Work request: Please reproduce each of the entries below exactly as they appear.

START Record extracts

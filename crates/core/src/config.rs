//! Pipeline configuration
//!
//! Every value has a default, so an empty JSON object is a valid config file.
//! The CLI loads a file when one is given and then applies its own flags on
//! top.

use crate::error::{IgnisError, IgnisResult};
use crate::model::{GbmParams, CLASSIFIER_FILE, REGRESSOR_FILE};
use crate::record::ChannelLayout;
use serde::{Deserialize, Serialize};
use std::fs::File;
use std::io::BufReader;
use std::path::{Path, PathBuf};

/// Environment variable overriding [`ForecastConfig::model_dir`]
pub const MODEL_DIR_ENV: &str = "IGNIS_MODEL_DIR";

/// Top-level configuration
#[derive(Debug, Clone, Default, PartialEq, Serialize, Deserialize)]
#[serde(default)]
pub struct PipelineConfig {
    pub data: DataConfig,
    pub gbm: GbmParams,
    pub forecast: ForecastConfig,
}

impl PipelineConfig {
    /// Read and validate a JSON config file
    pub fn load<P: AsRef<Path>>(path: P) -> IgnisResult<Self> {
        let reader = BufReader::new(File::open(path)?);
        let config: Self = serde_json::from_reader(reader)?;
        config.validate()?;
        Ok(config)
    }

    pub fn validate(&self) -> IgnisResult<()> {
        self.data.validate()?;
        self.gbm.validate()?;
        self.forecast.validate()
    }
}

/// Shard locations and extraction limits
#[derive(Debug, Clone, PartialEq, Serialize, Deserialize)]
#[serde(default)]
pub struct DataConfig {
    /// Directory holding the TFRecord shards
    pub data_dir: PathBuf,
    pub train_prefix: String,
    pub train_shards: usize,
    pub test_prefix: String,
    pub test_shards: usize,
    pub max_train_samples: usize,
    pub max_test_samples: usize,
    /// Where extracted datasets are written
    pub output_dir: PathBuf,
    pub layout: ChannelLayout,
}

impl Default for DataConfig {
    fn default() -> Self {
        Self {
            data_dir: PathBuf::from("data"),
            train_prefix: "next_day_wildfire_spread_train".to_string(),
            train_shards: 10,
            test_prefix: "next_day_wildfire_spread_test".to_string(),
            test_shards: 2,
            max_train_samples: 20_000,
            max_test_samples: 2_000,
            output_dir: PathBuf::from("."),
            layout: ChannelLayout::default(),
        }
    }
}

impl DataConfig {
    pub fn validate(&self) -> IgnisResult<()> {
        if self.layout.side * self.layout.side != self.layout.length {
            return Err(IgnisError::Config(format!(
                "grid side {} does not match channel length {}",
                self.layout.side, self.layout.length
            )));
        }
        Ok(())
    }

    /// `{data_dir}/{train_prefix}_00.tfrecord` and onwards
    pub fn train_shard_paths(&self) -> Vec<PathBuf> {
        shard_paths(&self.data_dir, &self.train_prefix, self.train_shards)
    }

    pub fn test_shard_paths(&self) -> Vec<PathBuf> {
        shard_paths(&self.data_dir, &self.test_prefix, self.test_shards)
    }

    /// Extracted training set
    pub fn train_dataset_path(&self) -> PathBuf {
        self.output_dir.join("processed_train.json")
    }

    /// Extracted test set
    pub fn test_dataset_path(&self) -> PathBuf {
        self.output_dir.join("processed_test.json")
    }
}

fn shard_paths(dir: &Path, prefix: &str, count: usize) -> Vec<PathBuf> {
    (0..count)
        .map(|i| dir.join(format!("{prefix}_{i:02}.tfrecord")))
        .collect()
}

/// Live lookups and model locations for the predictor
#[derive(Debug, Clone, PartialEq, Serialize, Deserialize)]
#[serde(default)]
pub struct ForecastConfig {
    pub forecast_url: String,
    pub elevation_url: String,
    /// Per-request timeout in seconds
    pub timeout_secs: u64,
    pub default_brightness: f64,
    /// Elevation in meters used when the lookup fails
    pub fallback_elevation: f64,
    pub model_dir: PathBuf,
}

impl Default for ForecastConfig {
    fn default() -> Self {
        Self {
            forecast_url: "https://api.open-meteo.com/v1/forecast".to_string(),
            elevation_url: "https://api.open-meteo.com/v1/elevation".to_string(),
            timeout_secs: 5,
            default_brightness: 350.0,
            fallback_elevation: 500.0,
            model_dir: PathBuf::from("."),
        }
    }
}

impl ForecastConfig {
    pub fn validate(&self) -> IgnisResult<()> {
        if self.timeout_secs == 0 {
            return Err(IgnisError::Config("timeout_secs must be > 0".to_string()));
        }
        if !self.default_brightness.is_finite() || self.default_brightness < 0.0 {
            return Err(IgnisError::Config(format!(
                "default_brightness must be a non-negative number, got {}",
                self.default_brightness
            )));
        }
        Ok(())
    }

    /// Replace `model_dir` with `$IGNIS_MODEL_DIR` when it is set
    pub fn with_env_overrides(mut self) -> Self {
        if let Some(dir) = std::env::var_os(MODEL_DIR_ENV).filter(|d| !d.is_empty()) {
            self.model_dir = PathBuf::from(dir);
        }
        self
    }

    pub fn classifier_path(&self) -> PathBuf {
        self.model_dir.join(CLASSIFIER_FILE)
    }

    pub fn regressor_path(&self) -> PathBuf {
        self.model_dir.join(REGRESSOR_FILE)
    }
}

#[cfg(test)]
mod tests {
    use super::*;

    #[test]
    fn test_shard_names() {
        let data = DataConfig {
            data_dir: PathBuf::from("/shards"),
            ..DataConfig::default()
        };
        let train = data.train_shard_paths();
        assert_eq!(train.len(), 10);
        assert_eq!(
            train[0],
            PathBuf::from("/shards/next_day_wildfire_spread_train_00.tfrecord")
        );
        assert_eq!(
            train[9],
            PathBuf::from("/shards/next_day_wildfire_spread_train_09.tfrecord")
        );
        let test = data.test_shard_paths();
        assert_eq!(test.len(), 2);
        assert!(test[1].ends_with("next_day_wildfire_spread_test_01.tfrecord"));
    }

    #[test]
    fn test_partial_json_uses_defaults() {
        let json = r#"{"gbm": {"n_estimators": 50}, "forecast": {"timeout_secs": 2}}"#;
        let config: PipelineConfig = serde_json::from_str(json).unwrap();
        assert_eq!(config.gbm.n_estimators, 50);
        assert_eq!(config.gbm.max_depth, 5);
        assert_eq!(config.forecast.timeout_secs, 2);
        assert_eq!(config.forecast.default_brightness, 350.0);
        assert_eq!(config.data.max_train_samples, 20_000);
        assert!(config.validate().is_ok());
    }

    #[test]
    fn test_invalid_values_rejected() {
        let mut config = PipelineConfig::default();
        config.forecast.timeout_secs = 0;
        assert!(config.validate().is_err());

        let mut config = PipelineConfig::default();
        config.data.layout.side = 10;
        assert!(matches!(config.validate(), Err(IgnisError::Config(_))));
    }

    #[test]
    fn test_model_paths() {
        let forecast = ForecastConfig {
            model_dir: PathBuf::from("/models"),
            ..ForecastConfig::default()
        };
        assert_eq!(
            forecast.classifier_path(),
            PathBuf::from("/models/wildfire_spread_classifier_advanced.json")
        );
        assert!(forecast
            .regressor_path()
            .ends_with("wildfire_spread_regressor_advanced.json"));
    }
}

END Record extracts

Expected answer:
filename crates/core/src/config.rs
//! Pipeline configuration
//!
//! Every value has a default, so an empty JSON object is a valid config file.
//! The CLI loads a file when one is given and then applies its own flags on
//! top.

use crate::error::{IgnisError, IgnisResult};
use crate::model::{GbmParams, CLASSIFIER_FILE, REGRESSOR_FILE};
use crate::record::ChannelLayout;
use serde::{Deserialize, Serialize};
use std::fs::File;
use std::io::BufReader;
use std::path::{Path, PathBuf};

/// Environment variable overriding [`ForecastConfig::model_dir`]
pub const MODEL_DIR_ENV: &str = "IGNIS_MODEL_DIR";

/// Top-level configuration
#[derive(Debug, Clone, Default, PartialEq, Serialize, Deserialize)]
#[serde(default)]
pub struct PipelineConfig {
    pub data: DataConfig,
    pub gbm: GbmParams,
    pub forecast: ForecastConfig,
}

impl PipelineConfig {
    /// Read and validate a JSON config file
    pub fn load<P: AsRef<Path>>(path: P) -> IgnisResult<Self> {
        let reader = BufReader::new(File::open(path)?);
        let config: Self = serde_json::from_reader(reader)?;
        config.validate()?;
        Ok(config)
    }

    pub fn validate(&self) -> IgnisResult<()> {
        self.data.validate()?;
        self.gbm.validate()?;
        self.forecast.validate()
    }
}

/// Shard locations and extraction limits
#[derive(Debug, Clone, PartialEq, Serialize, Deserialize)]
#[serde(default)]
pub struct DataConfig {
    /// Directory holding the TFRecord shards
    pub data_dir: PathBuf,
    pub train_prefix: String,
    pub train_shards: usize,
    pub test_prefix: String,
    pub test_shards: usize,
    pub max_train_samples: usize,
    pub max_test_samples: usize,
    /// Where extracted datasets are written
    pub output_dir: PathBuf,
    pub layout: ChannelLayout,
}

impl Default for DataConfig {
    fn default() -> Self {
        Self {
            data_dir: PathBuf::from("data"),
            train_prefix: "next_day_wildfire_spread_train".to_string(),
            train_shards: 10,
            test_prefix: "next_day_wildfire_spread_test".to_string(),
            test_shards: 2,
            max_train_samples: 20_000,
            max_test_samples: 2_000,
            output_dir: PathBuf::from("."),
            layout: ChannelLayout::default(),
        }
    }
}

impl DataConfig {
    pub fn validate(&self) -> IgnisResult<()> {
        if self.layout.side * self.layout.side != self.layout.length {
            return Err(IgnisError::Config(format!(
                "grid side {} does not match channel length {}",
                self.layout.side, self.layout.length
            )));
        }
        Ok(())
    }

    /// `{data_dir}/{train_prefix}_00.tfrecord` and onwards
    pub fn train_shard_paths(&self) -> Vec<PathBuf> {
        shard_paths(&self.data_dir, &self.train_prefix, self.train_shards)
    }

    pub fn test_shard_paths(&self) -> Vec<PathBuf> {
        shard_paths(&self.data_dir, &self.test_prefix, self.test_shards)
    }

    /// Extracted training set
    pub fn train_dataset_path(&self) -> PathBuf {
        self.output_dir.join("processed_train.json")
    }

    /// Extracted test set
    pub fn test_dataset_path(&self) -> PathBuf {
        self.output_dir.join("processed_test.json")
    }
}

fn shard_paths(dir: &Path, prefix: &str, count: usize) -> Vec<PathBuf> {
    (0..count)
        .map(|i| dir.join(format!("{prefix}_{i:02}.tfrecord")))
        .collect()
}

/// Live lookups and model locations for the predictor
#[derive(Debug, Clone, PartialEq, Serialize, Deserialize)]
#[serde(default)]
pub struct ForecastConfig {
    pub forecast_url: String,
    pub elevation_url: String,
    /// Per-request timeout in seconds
    pub timeout_secs: u64,
    pub default_brightness: f64,
    /// Elevation in meters used when the lookup fails
    pub fallback_elevation: f64,
    pub model_dir: PathBuf,
}

impl Default for ForecastConfig {
    fn default() -> Self {
        Self {
            forecast_url: "https://api.open-meteo.com/v1/forecast".to_string(),
            elevation_url: "https://api.open-meteo.com/v1/elevation".to_string(),
            timeout_secs: 5,
            default_brightness: 350.0,
            fallback_elevation: 500.0,
            model_dir: PathBuf::from("."),
        }
    }
}

impl ForecastConfig {
    pub fn validate(&self) -> IgnisResult<()> {
        if self.timeout_secs == 0 {
            return Err(IgnisError::Config("timeout_secs must be > 0".to_string()));
        }
        if !self.default_brightness.is_finite() || self.default_brightness < 0.0 {
            return Err(IgnisError::Config(format!(
                "default_brightness must be a non-negative number, got {}",
                self.default_brightness
            )));
        }
        Ok(())
    }

    /// Replace `model_dir` with `$IGNIS_MODEL_DIR` when it is set
    pub fn with_env_overrides(mut self) -> Self {
        if let Some(dir) = std::env::var_os(MODEL_DIR_ENV).filter(|d| !d.is_empty()) {
            self.model_dir = PathBuf::from(dir);
        }
        self
    }

    pub fn classifier_path(&self) -> PathBuf {
        self.model_dir.join(CLASSIFIER_FILE)
    }

    pub fn regressor_path(&self) -> PathBuf {
        self.model_dir.join(REGRESSOR_FILE)
    }
}

#[cfg(test)]
mod tests {
    use super::*;

    #[test]
    fn test_shard_names() {
        let data = DataConfig {
            data_dir: PathBuf::from("/shards"),
            ..DataConfig::default()
        };
        let train = data.train_shard_paths();
        assert_eq!(train.len(), 10);
        assert_eq!(
            train[0],
            PathBuf::from("/shards/next_day_wildfire_spread_train_00.tfrecord")
        );
        assert_eq!(
            train[9],
            PathBuf::from("/shards/next_day_wildfire_spread_train_09.tfrecord")
        );
        let test = data.test_shard_paths();
        assert_eq!(test.len(), 2);
        assert!(test[1].ends_with("next_day_wildfire_spread_test_01.tfrecord"));
    }

    #[test]
    fn test_partial_json_uses_defaults() {
        let json = r#"{"gbm": {"n_estimators": 50}, "forecast": {"timeout_secs": 2}}"#;
        let config: PipelineConfig = serde_json::from_str(json).unwrap();
        assert_eq!(config.gbm.n_estimators, 50);
        assert_eq!(config.gbm.max_depth, 5);
        assert_eq!(config.forecast.timeout_secs, 2);
        assert_eq!(config.forecast.default_brightness, 350.0);
        assert_eq!(config.data.max_train_samples, 20_000);
        assert!(config.validate().is_ok());
    }

    #[test]
    fn test_invalid_values_rejected() {
        let mut config = PipelineConfig::default();
        config.forecast.timeout_secs = 0;
        assert!(config.validate().is_err());

        let mut config = PipelineConfig::default();
        config.data.layout.side = 10;
        assert!(matches!(config.validate(), Err(IgnisError::Config(_))));
    }

    #[test]
    fn test_model_paths() {
        let forecast = ForecastConfig {
            model_dir: PathBuf::from("/models"),
            ..ForecastConfig::default()
        };
        assert_eq!(
            forecast.classifier_path(),
            PathBuf::from("/models/wildfire_spread_classifier_advanced.json")
        );
        assert!(forecast
            .regressor_path()
            .ends_with("wildfire_spread_regressor_advanced.json"));
    }
}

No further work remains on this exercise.